::: Data records

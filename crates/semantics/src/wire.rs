//! JSON ingestion of semantics snapshots.
//!
//! The solver ships a snapshot as
//!
//! ```json
//! {
//!   "nodes": [{ "name": "alice", "kind": "INDIVIDUAL", "typeHash": "3a" }],
//!   "relations": [{ "name": "friend", "arity": 2,
//!                   "detail": { "type": "reference", "containment": false } }],
//!   "partialInterpretation": {
//!     "friend": [[0, 0, "UNKNOWN"]],
//!     "builtin::exists": [[0, "TRUE"]],
//!     "builtin::count": [[0, "[1]"]]
//!   }
//! }
//! ```
//!
//! Tuples arrive as untyped JSON arrays, so every slot is checked here and any
//! mismatch is reported as a [`ContractViolation`].

use crate::builtin;
use crate::error::ContractViolation;
use crate::model::{
    check_builtin_arity, simple_name_of, Node, Relation, SemanticModel, SemanticModelBuilder, Tuple,
};
use crate::truth::TruthValue;
use indexmap::IndexMap;
use serde::Deserialize;
use serde_json::Value;

/// A snapshot exactly as it appears on the wire.
#[derive(Debug, Clone, Default, Deserialize)]
#[serde(rename_all = "camelCase")]
pub struct RawSemantics {
    #[serde(default)]
    pub nodes: Vec<Node>,
    #[serde(default)]
    pub relations: Vec<Relation>,
    #[serde(default)]
    pub partial_interpretation: IndexMap<String, Vec<Vec<Value>>>,
}

impl SemanticModel {
    /// Parse and validate a JSON snapshot.
    pub fn from_json(json: &str) -> Result<Self, ContractViolation> {
        let raw: RawSemantics = serde_json::from_str(json)?;
        Self::try_from(raw)
    }

    /// Validate an already deserialized JSON value.
    pub fn from_value(value: Value) -> Result<Self, ContractViolation> {
        let raw: RawSemantics = serde_json::from_value(value)?;
        Self::try_from(raw)
    }
}

impl TryFrom<RawSemantics> for SemanticModel {
    type Error = ContractViolation;

    fn try_from(raw: RawSemantics) -> Result<Self, Self::Error> {
        for relation in &raw.relations {
            check_builtin_arity(relation)?;
        }
        let arities: IndexMap<&str, usize> = raw
            .relations
            .iter()
            .map(|relation| (relation.name.as_str(), relation.arity))
            .collect();

        let mut builder = SemanticModelBuilder::new();
        for (name, raw_tuples) in &raw.partial_interpretation {
            if name == builtin::COUNT {
                builder = parse_counts(builder, name, raw_tuples)?;
                continue;
            }
            let Some(arity) = arities
                .get(name.as_str())
                .copied()
                .or_else(|| builtin::arity(name))
            else {
                tracing::trace!(relation = %name, "skipping interpretation of unknown relation");
                continue;
            };
            let tuples = raw_tuples
                .iter()
                .enumerate()
                .map(|(index, raw_tuple)| parse_tuple(name, arity, index, raw_tuple))
                .collect::<Result<Vec<_>, _>>()?;
            builder = builder.tuples(name.clone(), tuples);
        }

        builder
            .nodes(raw.nodes.into_iter().map(fill_node_simple_name))
            .relations(raw.relations.into_iter().map(fill_relation_simple_name))
            .build()
    }
}

fn fill_node_simple_name(mut node: Node) -> Node {
    if node.simple_name.is_empty() {
        node.simple_name = simple_name_of(&node.name).to_string();
    }
    node
}

fn fill_relation_simple_name(mut relation: Relation) -> Relation {
    if relation.simple_name.is_empty() {
        relation.simple_name = simple_name_of(&relation.name).to_string();
    }
    relation
}

fn parse_tuple(
    relation: &str,
    arity: usize,
    index: usize,
    raw: &[Value],
) -> Result<Tuple, ContractViolation> {
    check_length(relation, arity, index, raw)?;
    let args = raw[..arity]
        .iter()
        .enumerate()
        .map(|(position, slot)| parse_index(relation, index, position, slot))
        .collect::<Result<Vec<_>, _>>()?;
    let value = raw[arity]
        .as_str()
        .and_then(|s| s.parse::<TruthValue>().ok())
        .ok_or_else(|| ContractViolation::InvalidValue {
            relation: relation.to_string(),
            tuple: index,
            found: raw[arity].to_string(),
        })?;
    Ok(Tuple::new(args, value))
}

fn parse_counts(
    mut builder: SemanticModelBuilder,
    relation: &str,
    raw_tuples: &[Vec<Value>],
) -> Result<SemanticModelBuilder, ContractViolation> {
    for (index, raw) in raw_tuples.iter().enumerate() {
        check_length(relation, 1, index, raw)?;
        let node = parse_index(relation, index, 0, &raw[0])?;
        let label = raw[1].as_str().ok_or_else(|| ContractViolation::InvalidValue {
            relation: relation.to_string(),
            tuple: index,
            found: raw[1].to_string(),
        })?;
        builder = builder.count(node, label);
    }
    Ok(builder)
}

fn check_length(
    relation: &str,
    arity: usize,
    index: usize,
    raw: &[Value],
) -> Result<(), ContractViolation> {
    if raw.len() == arity + 1 {
        Ok(())
    } else {
        Err(ContractViolation::ArityMismatch {
            relation: relation.to_string(),
            tuple: index,
            expected: arity + 1,
            found: raw.len(),
        })
    }
}

fn parse_index(
    relation: &str,
    tuple: usize,
    position: usize,
    slot: &Value,
) -> Result<usize, ContractViolation> {
    slot.as_u64()
        .and_then(|index| usize::try_from(index).ok())
        .ok_or_else(|| ContractViolation::InvalidArgument {
            relation: relation.to_string(),
            tuple,
            position,
            found: slot.to_string(),
        })
}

::::::

Requirement:
Given the data above, which lines hold the string "label"? Return them.

Task solution:
        let label = raw[1].as_str().ok_or_else(|| ContractViolation::InvalidValue {
        builder = builder.count(node, label);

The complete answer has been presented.